Note that this doesn't mean that taking ubiquinone is ineffective; all it means is that taking ubiquinol is more effective. If you are in your twenties or thirties, your body can probably convert much of the ubiquinone into ubiquinol, which means that you can save money and get the cheaper form (then again, this also means that you probably don't need supplemental CoQ10 in the first place). If, on the other hand, you are over forty or concerned about your heart health, it may be worthwhile to go for the ubiquinol.

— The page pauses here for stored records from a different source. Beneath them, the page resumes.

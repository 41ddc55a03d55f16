//! End-to-end tests for Spring code generation.
//!
//! Each test parses a kiln.toml, runs the pipeline and checks the rendered
//! Java sources.

use std::str::FromStr;

use kiln_codegen::{generation::generate, pipeline::Pipeline};
use kiln_codegen_spring::SpringAdapter;
use kiln_core::Overwrite;
use kiln_manifest::Manifest;

/// Generate files from a manifest, sorted by path.
fn generate_files(manifest_toml: &str) -> Vec<(String, String)> {
    let manifest = Manifest::from_str(manifest_toml).expect("Failed to parse manifest");
    let ctx = Pipeline::new().run(manifest).expect("Pipeline failed");
    let outcome = generate(&ctx, &SpringAdapter).expect("Generation failed");

    let mut result: Vec<(String, String)> = outcome
        .artifacts
        .into_iter()
        .map(|a| (a.relative_path, a.content))
        .collect();
    result.sort_by(|a, b| a.0.cmp(&b.0));
    result
}

fn get_file<'a>(files: &'a [(String, String)], path: &str) -> Option<&'a str> {
    files
        .iter()
        .find(|(p, _)| p == path)
        .map(|(_, c)| c.as_str())
}

const SHOP: &str = r#"
    [project]
    name = "shop"
    stack = "spring"
    package = "com.example.shop"

    [metadata]
    audit_fields = true
    soft_delete = true

    [classes.Customer]
    [[classes.Customer.attributes]]
    name = "email"
    type = "String"
    nullable = false
    unique = true

    [[classes.Customer.relationships]]
    target = "Order"
    cardinality = "one-to-many"

    [classes.Order]
    stateful = true

    [[classes.Order.attributes]]
    name = "reference"
    type = "String"
    unique = true

    [[classes.Order.attributes]]
    name = "total"
    type = "Double"
"#;

#[test]
fn test_file_layout() {
    let files = generate_files(SHOP);
    let paths: Vec<&str> = files.iter().map(|(p, _)| p.as_str()).collect();

    insta::assert_snapshot!(paths.join("\n"), @r"
    src/main/java/com/example/shop/controller/CustomerController.java
    src/main/java/com/example/shop/controller/OrderController.java
    src/main/java/com/example/shop/entity/Customer.java
    src/main/java/com/example/shop/entity/Order.java
    src/main/java/com/example/shop/repository/CustomerRepository.java
    src/main/java/com/example/shop/repository/OrderRepository.java
    src/main/java/com/example/shop/service/CustomerService.java
    src/main/java/com/example/shop/service/OrderService.java
    ");
}

#[test]
fn test_entity_relations() {
    let files = generate_files(SHOP);

    let customer = get_file(&files, "src/main/java/com/example/shop/entity/Customer.java")
        .expect("Customer.java not found");
    assert!(customer.starts_with("// Generated by kiln."));
    assert!(customer.contains("@OneToMany(mappedBy = \"customer\", fetch = FetchType.LAZY)"));
    assert!(customer.contains("private List<Order> orders = new ArrayList<>();"));

    let order = get_file(&files, "src/main/java/com/example/shop/entity/Order.java")
        .expect("Order.java not found");
    assert!(order.contains("@JoinColumn(name = \"customer_id\", foreignKey = @ForeignKey(name = \"fk_order_customer\"))"));
    assert!(order.contains("private Customer customer;"));
    assert!(order.contains("private OrderStatus status;"));
    assert!(order.contains("private LocalDateTime deletedAt;"));
}

#[test]
fn test_repository_hides_deleted_rows() {
    let files = generate_files(SHOP);
    let repository = get_file(
        &files,
        "src/main/java/com/example/shop/repository/OrderRepository.java",
    )
    .expect("OrderRepository.java not found");

    assert!(repository.contains(
        "@Query(\"SELECT e FROM Order e WHERE e.customer.id = :customerId AND e.deletedAt IS NULL\")"
    ));
    assert!(repository.contains("Optional<Order> findByReference(@Param(\"reference\") String reference);"));
    assert!(repository.contains("List<Order> findDeleted();"));
}

#[test]
fn test_controller_routes() {
    let files = generate_files(SHOP);
    let controller = get_file(
        &files,
        "src/main/java/com/example/shop/controller/OrderController.java",
    )
    .expect("OrderController.java not found");

    assert!(controller.contains("@RequestMapping(\"/orders\")"));
    assert!(controller.contains("@PutMapping(\"/{id}/status\")"));
    assert!(controller.contains("@GetMapping(\"/status/{status}\")"));
    assert!(controller.contains("return service.updateStatus(id, newStatus, updatedBy, comment);"));
    assert!(controller.contains("@ExceptionHandler(InvalidTransitionException.class)"));

    let service = get_file(&files, "src/main/java/com/example/shop/service/OrderService.java")
        .expect("OrderService.java not found");
    assert!(service.contains("throw new InvalidTransitionException("));
}

#[test]
fn test_unknown_target_skips_class() {
    let files = generate_files(
        r#"
        [project]
        name = "shop"
        stack = "spring"

        [classes.Order]
        [[classes.Order.relationships]]
        target = "Ghost"
        cardinality = "many-to-one"

        [classes.Tag]
        [[classes.Tag.attributes]]
        name = "label"
        "#,
    );

    assert_eq!(files.len(), 4);
    assert!(
        files
            .iter()
            .all(|(path, _)| path.starts_with("src/main/java/com/example/shop/"))
    );
    assert!(get_file(&files, "src/main/java/com/example/shop/entity/Tag.java").is_some());
}

#[test]
fn test_write_to_disk() {
    let manifest = Manifest::from_str(SHOP).unwrap();
    let ctx = Pipeline::new().run(manifest).unwrap();
    let outcome = generate(&ctx, &SpringAdapter).unwrap();
    let temp = tempfile::tempdir().unwrap();

    let stats = outcome
        .into_registry(Overwrite::IfMissing)
        .write_all(temp.path())
        .unwrap();
    assert_eq!(stats.written, 8);

    let path = temp
        .path()
        .join("src/main/java/com/example/shop/service/OrderService.java");
    let content = std::fs::read_to_string(path).unwrap();
    assert!(content.contains("public class OrderService {"));
}
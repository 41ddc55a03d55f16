//! Repository generator: data-access operations for one entity.

use kiln_core::to_pascal_case;
use kiln_ir::{
    AttributeType, ClassModel, DomainRole, EffectiveMetadata, IdType, LookbackWindow,
    SoftDeleteSpec,
};

use super::{FieldType, Param, ParamType, Returns};
use crate::{pipeline::Diagnostic, relations::RelationEnd};

/// Attribute names that always get an exact-match finder.
const SEARCHABLE_NAMES: &[&str] = &["name", "email", "username", "code"];
/// Attribute name suffixes that always get an exact-match finder.
const SEARCHABLE_SUFFIXES: &[&str] = &["Name", "Email", "Code", "Number", "Reference", "Slug"];

const ACCOUNT_TYPE_FIELD: &str = "accountType";

/// What a repository operation does. Renderers turn each variant into the
/// stack's query idiom.
#[derive(Debug, Clone, PartialEq, Eq)]
pub enum Query {
    FindById,
    FindAll,
    Save,
    DeleteById,
    /// Sets the deletion timestamp instead of removing the row.
    SoftDeleteById { field: String },
    RestoreById { field: String },
    FindDeleted { field: String },
    FindByField { field: String, unique: bool },
    FindContaining { field: String },
    /// Filter on the foreign key of a relation field.
    FindByRelationId { field: String, column: String },
    FindByStatus { field: String },
    FindByStatusPaged { field: String },
    FindByStatusIn { field: String },
    CountByStatus { field: String },
    FindByDateRange { field: String },
    /// Rows created after now minus the lookback window.
    FindRecentlyCreated { field: String, lookback: LookbackWindow },
    CountRecentlyCreated { field: String, lookback: LookbackWindow },
    FindRecentlyModified { field: String, lookback: LookbackWindow },
    FindByActor { field: String },
    FindByIdAndVersion { field: String },
}

/// One repository operation.
#[derive(Debug, Clone, PartialEq, Eq)]
pub struct RepositoryOp {
    pub name: String,
    pub query: Query,
    pub params: Vec<Param>,
    pub returns: Returns,
    /// The query must skip soft-deleted rows.
    pub excludes_soft_deleted: bool,
}

impl RepositoryOp {
    fn new(name: impl Into<String>, query: Query, params: Vec<Param>, returns: Returns) -> Self {
        Self {
            name: name.into(),
            query,
            params,
            returns,
            excludes_soft_deleted: false,
        }
    }

    /// Whether the operation reads rows that are not deleted.
    pub fn reads_live_rows(&self) -> bool {
        !matches!(
            self.query,
            Query::Save
                | Query::DeleteById
                | Query::SoftDeleteById { .. }
                | Query::RestoreById { .. }
                | Query::FindDeleted { .. }
        )
    }

    /// Whether the stack's built-in repository already provides this operation.
    pub fn is_builtin(&self) -> bool {
        matches!(
            self.query,
            Query::FindById | Query::FindAll | Query::Save | Query::DeleteById
        )
    }
}

/// Structured description of one repository artifact.
#[derive(Debug, Clone, PartialEq, Eq)]
pub struct RepositorySpec {
    pub class_name: String,
    pub id_type: IdType,
    pub ops: Vec<RepositoryOp>,
    pub soft_delete: Option<SoftDeleteSpec>,
}

impl RepositorySpec {
    pub fn op(&self, name: &str) -> Option<&RepositoryOp> {
        self.ops.iter().find(|op| op.name == name)
    }

    pub fn has_op(&self, name: &str) -> bool {
        self.op(name).is_some()
    }

    pub fn op_names(&self) -> Vec<String> {
        self.ops.iter().map(|op| op.name.clone()).collect()
    }

    /// Operations the renderer has to declare itself.
    pub fn custom_ops(&self) -> impl Iterator<Item = &RepositoryOp> {
        self.ops.iter().filter(|op| !op.is_builtin())
    }
}

/// Whether an attribute name gets an exact-match finder even when it is not
/// unique.
pub fn is_searchable(name: &str) -> bool {
    SEARCHABLE_NAMES.contains(&name) || SEARCHABLE_SUFFIXES.iter().any(|s| name.ends_with(s))
}

/// Plan the repository for `class`.
///
/// When two operations end up with the same name the first one is kept and
/// a `duplicate-repository-op` warning names the one that was dropped.
pub fn plan_repository(
    class: &ClassModel,
    meta: &EffectiveMetadata,
    ends: &[RelationEnd],
    diagnostics: &mut Vec<Diagnostic>,
) -> RepositorySpec {
    let mut ops = Ops {
        class: &class.name,
        ops: Vec::new(),
        diagnostics,
    };
    let id = || Param::new(&meta.id.field, ParamType::Id);

    ops.push(RepositoryOp::new("findById", Query::FindById, vec![id()], Returns::Optional));
    ops.push(RepositoryOp::new("findAll", Query::FindAll, vec![], Returns::List));
    ops.push(RepositoryOp::new(
        "save",
        Query::Save,
        vec![Param::new("entity", ParamType::Entity)],
        Returns::Entity,
    ));

    match &meta.soft_delete {
        Some(soft_delete) => {
            let field = soft_delete.field.clone();
            ops.push(RepositoryOp::new(
                "deleteById",
                Query::SoftDeleteById {
                    field: field.clone(),
                },
                vec![id()],
                Returns::Unit,
            ));
            ops.push(RepositoryOp::new(
                "restoreById",
                Query::RestoreById {
                    field: field.clone(),
                },
                vec![id()],
                Returns::Unit,
            ));
            ops.push(RepositoryOp::new(
                "findDeleted",
                Query::FindDeleted { field },
                vec![],
                Returns::List,
            ));
        }
        None => ops.push(RepositoryOp::new(
            "deleteById",
            Query::DeleteById,
            vec![id()],
            Returns::Unit,
        )),
    }

    let state_field = meta.capabilities.state.as_ref().map(|s| s.field.as_str());
    let user_like = meta.capabilities.role == DomainRole::UserLike;
    for attr in class
        .attributes
        .iter()
        .filter(|a| Some(a.name.as_str()) != state_field)
    {
        let pascal = to_pascal_case(&attr.name);
        let ty = match &attr.ty {
            AttributeType::Known(ty) => FieldType::Scalar(*ty),
            AttributeType::Unknown(declared) => FieldType::Fallback(declared.clone()),
        };

        let account_type = user_like && attr.name == ACCOUNT_TYPE_FIELD;
        if attr.unique || is_searchable(&attr.name) || account_type {
            ops.push(RepositoryOp::new(
                format!("findBy{}", pascal),
                Query::FindByField {
                    field: attr.name.clone(),
                    unique: attr.unique,
                },
                vec![Param::new(&attr.name, ParamType::Field(ty.clone()))],
                if attr.unique {
                    Returns::Optional
                } else {
                    Returns::List
                },
            ));
        }

        if attr.ty.is_string() {
            ops.push(RepositoryOp::new(
                format!("findBy{}ContainingIgnoreCase", pascal),
                Query::FindContaining {
                    field: attr.name.clone(),
                },
                vec![Param::new(&attr.name, ParamType::Text)],
                Returns::List,
            ));
        }
    }

    for end in ends.iter().filter(|e| e.bears_foreign_key()) {
        let param = format!("{}Id", end.field);
        ops.push(RepositoryOp::new(
            format!("findBy{}Id", to_pascal_case(&end.field)),
            Query::FindByRelationId {
                field: end.field.clone(),
                column: end
                    .join_column
                    .clone()
                    .unwrap_or_else(|| meta.column(&param)),
            },
            vec![Param::new(param, ParamType::ForeignId(end.target_id))],
            Returns::List,
        ));
    }

    if let Some(state) = &meta.capabilities.state {
        let field = || state.field.clone();
        let status = || Param::new(&state.field, ParamType::State);
        ops.push(RepositoryOp::new(
            "findByStatus",
            Query::FindByStatus { field: field() },
            vec![status()],
            Returns::List,
        ));
        ops.push(RepositoryOp::new(
            "findByStatusPaged",
            Query::FindByStatusPaged { field: field() },
            vec![status(), Param::new("page", ParamType::Page)],
            Returns::Page,
        ));
        ops.push(RepositoryOp::new(
            "findByStatusIn",
            Query::FindByStatusIn { field: field() },
            vec![Param::new("statuses", ParamType::States)],
            Returns::List,
        ));
        ops.push(RepositoryOp::new(
            "countByStatus",
            Query::CountByStatus { field: field() },
            vec![status()],
            Returns::Count,
        ));
    }

    if let Some(audit) = &meta.audit {
        let lookback = meta.recent_lookback;
        ops.push(RepositoryOp::new(
            "findByDateRange",
            Query::FindByDateRange {
                field: audit.created_at.clone(),
            },
            vec![
                Param::new("start", ParamType::Timestamp),
                Param::new("end", ParamType::Timestamp),
            ],
            Returns::List,
        ));
        ops.push(RepositoryOp::new(
            "findRecentlyCreated",
            Query::FindRecentlyCreated {
                field: audit.created_at.clone(),
                lookback,
            },
            vec![],
            Returns::List,
        ));
        ops.push(RepositoryOp::new(
            "countRecentlyCreated",
            Query::CountRecentlyCreated {
                field: audit.created_at.clone(),
                lookback,
            },
            vec![],
            Returns::Count,
        ));
        ops.push(RepositoryOp::new(
            "findRecentlyModified",
            Query::FindRecentlyModified {
                field: audit.updated_at.clone(),
                lookback,
            },
            vec![],
            Returns::List,
        ));
        for actor in [&audit.created_by, &audit.updated_by] {
            ops.push(RepositoryOp::new(
                format!("findBy{}", to_pascal_case(actor)),
                Query::FindByActor {
                    field: actor.clone(),
                },
                vec![Param::new(actor, ParamType::Text)],
                Returns::List,
            ));
        }
    }

    if let Some(version) = &meta.version_field {
        ops.push(RepositoryOp::new(
            "findByIdAndVersion",
            Query::FindByIdAndVersion {
                field: version.clone(),
            },
            vec![id(), Param::new(version, ParamType::Version)],
            Returns::Optional,
        ));
    }

    let mut ops = ops.ops;
    if meta.is_soft_delete() {
        for op in ops.iter_mut().filter(|op| op.reads_live_rows()) {
            op.excludes_soft_deleted = true;
        }
    }

    RepositorySpec {
        class_name: class.name.clone(),
        id_type: meta.id.id_type,
        ops,
        soft_delete: meta.soft_delete.clone(),
    }
}

/// Operation list that keeps the first operation of a given name.
struct Ops<'a> {
    class: &'a str,
    ops: Vec<RepositoryOp>,
    diagnostics: &'a mut Vec<Diagnostic>,
}

impl Ops<'_> {
    fn push(&mut self, op: RepositoryOp) {
        let Some(kept) = self.ops.iter().find(|o| o.name == op.name) else {
            self.ops.push(op);
            return;
        };
        self.diagnostics.push(
            Diagnostic::warning(
                "plan",
                format!(
                    "repository operation '{}' is already generated as {:?}, dropping {:?}",
                    op.name, kept.query, op.query
                ),
            )
            .with_code("duplicate-repository-op")
            .for_class(self.class),
        );
    }
}
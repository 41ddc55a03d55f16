//! Java file renderers, one per artifact kind.

mod controller;
mod entity;
mod repository;
mod service;

pub use controller::ControllerJava;
pub use entity::EntityJava;
pub use repository::RepositoryJava;
pub use service::ServiceJava;

/// First line of every generated Java file.
pub const GENERATED_HEADER: &str = "// Generated by kiln. Regenerating overwrites this file.";

pub(crate) const JPA: &str = "jakarta.persistence";
pub(crate) const LOMBOK: &str = "lombok";
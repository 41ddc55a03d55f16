//! Stack adapter trait.

use kiln_core::ArtifactKind;
use kiln_ir::{CascadeType, FetchType, ProjectMeta};

use super::{Layout, NamingConvention, TypeTable};
use crate::generators::ClassPlan;

/// Renders class plans for one target stack.
///
/// Implement this trait to add support for a new stack. Renderers are pure:
/// the same plan always renders to the same text.
pub trait StackAdapter: Send + Sync {
    /// Stack identifier (e.g., "spring", "typescript", "django").
    fn name(&self) -> &'static str;

    /// The finite mapping from semantic types to stack types.
    fn type_table(&self) -> &TypeTable;

    /// Identifier conventions and reserved words.
    fn naming(&self) -> &NamingConvention;

    /// Output directories and file extension.
    fn layout(&self, project: &ProjectMeta) -> Layout;

    /// File name, without extension, of an artifact.
    fn file_stem(&self, class_name: &str, kind: ArtifactKind) -> String;

    /// Stack spelling of a cascade setting, `None` when nothing is emitted.
    fn cascade_vocabulary(&self, cascade: CascadeType) -> Option<&'static str>;

    /// Stack spelling of a fetch setting, `None` when the stack default
    /// already applies.
    fn fetch_vocabulary(&self, fetch: FetchType) -> Option<&'static str>;

    fn render_entity(&self, project: &ProjectMeta, plan: &ClassPlan) -> String;

    fn render_repository(&self, project: &ProjectMeta, plan: &ClassPlan) -> String;

    fn render_service(&self, project: &ProjectMeta, plan: &ClassPlan) -> String;

    fn render_controller(&self, project: &ProjectMeta, plan: &ClassPlan) -> String;

    /// Render one artifact kind.
    fn render(&self, kind: ArtifactKind, project: &ProjectMeta, plan: &ClassPlan) -> String {
        match kind {
            ArtifactKind::Entity => self.render_entity(project, plan),
            ArtifactKind::Repository => self.render_repository(project, plan),
            ArtifactKind::Service => self.render_service(project, plan),
            ArtifactKind::Controller => self.render_controller(project, plan),
        }
    }

    /// Relative output path of an artifact.
    fn artifact_path(&self, project: &ProjectMeta, class_name: &str, kind: ArtifactKind) -> String {
        self.layout(project)
            .path(kind, &self.file_stem(class_name, kind))
    }
}
//! Semantic type tables.

use kiln_ir::{IdType, SemanticType};

use crate::generators::FieldType;

/// A stack's finite mapping from semantic and id types to concrete types.
///
/// Lookups never fail: a type missing from the table renders as the table's
/// String mapping.
#[derive(Debug, Clone, Copy)]
pub struct TypeTable {
    pub scalars: &'static [(SemanticType, &'static str)],
    pub ids: &'static [(IdType, &'static str)],
}

impl TypeTable {
    fn string(&self) -> &'static str {
        self.scalars
            .iter()
            .find(|(ty, _)| *ty == SemanticType::String)
            .map_or("String", |(_, name)| name)
    }

    pub fn scalar(&self, ty: SemanticType) -> &'static str {
        self.scalars
            .iter()
            .find(|(t, _)| *t == ty)
            .map_or_else(|| self.string(), |(_, name)| name)
    }

    pub fn id(&self, ty: IdType) -> &'static str {
        self.ids
            .iter()
            .find(|(t, _)| *t == ty)
            .map_or_else(|| self.string(), |(_, name)| name)
    }

    /// Concrete type of a scalar or id field. `None` for state and entity
    /// types, which renderers name themselves.
    pub fn field(&self, ty: &FieldType) -> Option<&'static str> {
        match ty {
            FieldType::Id(id) => Some(self.id(*id)),
            other => other.semantic().map(|s| self.scalar(s)),
        }
    }

    /// Semantic types with no entry of their own.
    pub fn missing(&self) -> Vec<SemanticType> {
        SemanticType::ALL
            .into_iter()
            .filter(|ty| !self.scalars.iter().any(|(t, _)| t == ty))
            .collect()
    }
}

So how much ubiquinone is pure ubiquinol equal to? According to Kaneka, apparently the only manufacturer of ubiquinol, ubiquinol is up to six times as effective as ubiquinone in increasing blood levels of ubiquinol. So to get the same effect, you could take one sixth of the amount as ubiquinol compared to ubiquinone.
As I've mentioned, I've been taking 200 mg of CoQ10 - the ubiquinone form - for some months now to see whether it has a notable effect on, well, anything. I'm down to the last few softgels, and so far I haven't noticed any difference in things like energy level or exercise performance. As CoQ10, regardless of the form, is not one of the cheapest supplements, I don't think I'm going to order another batch just yet. At this age (mid-twenties), my body should be able to convert the necessary ubiquinol from food. If I were approaching forty, however, I would compare the prices between ubiquinone and ubiquinol to see which one proves more cost-effective.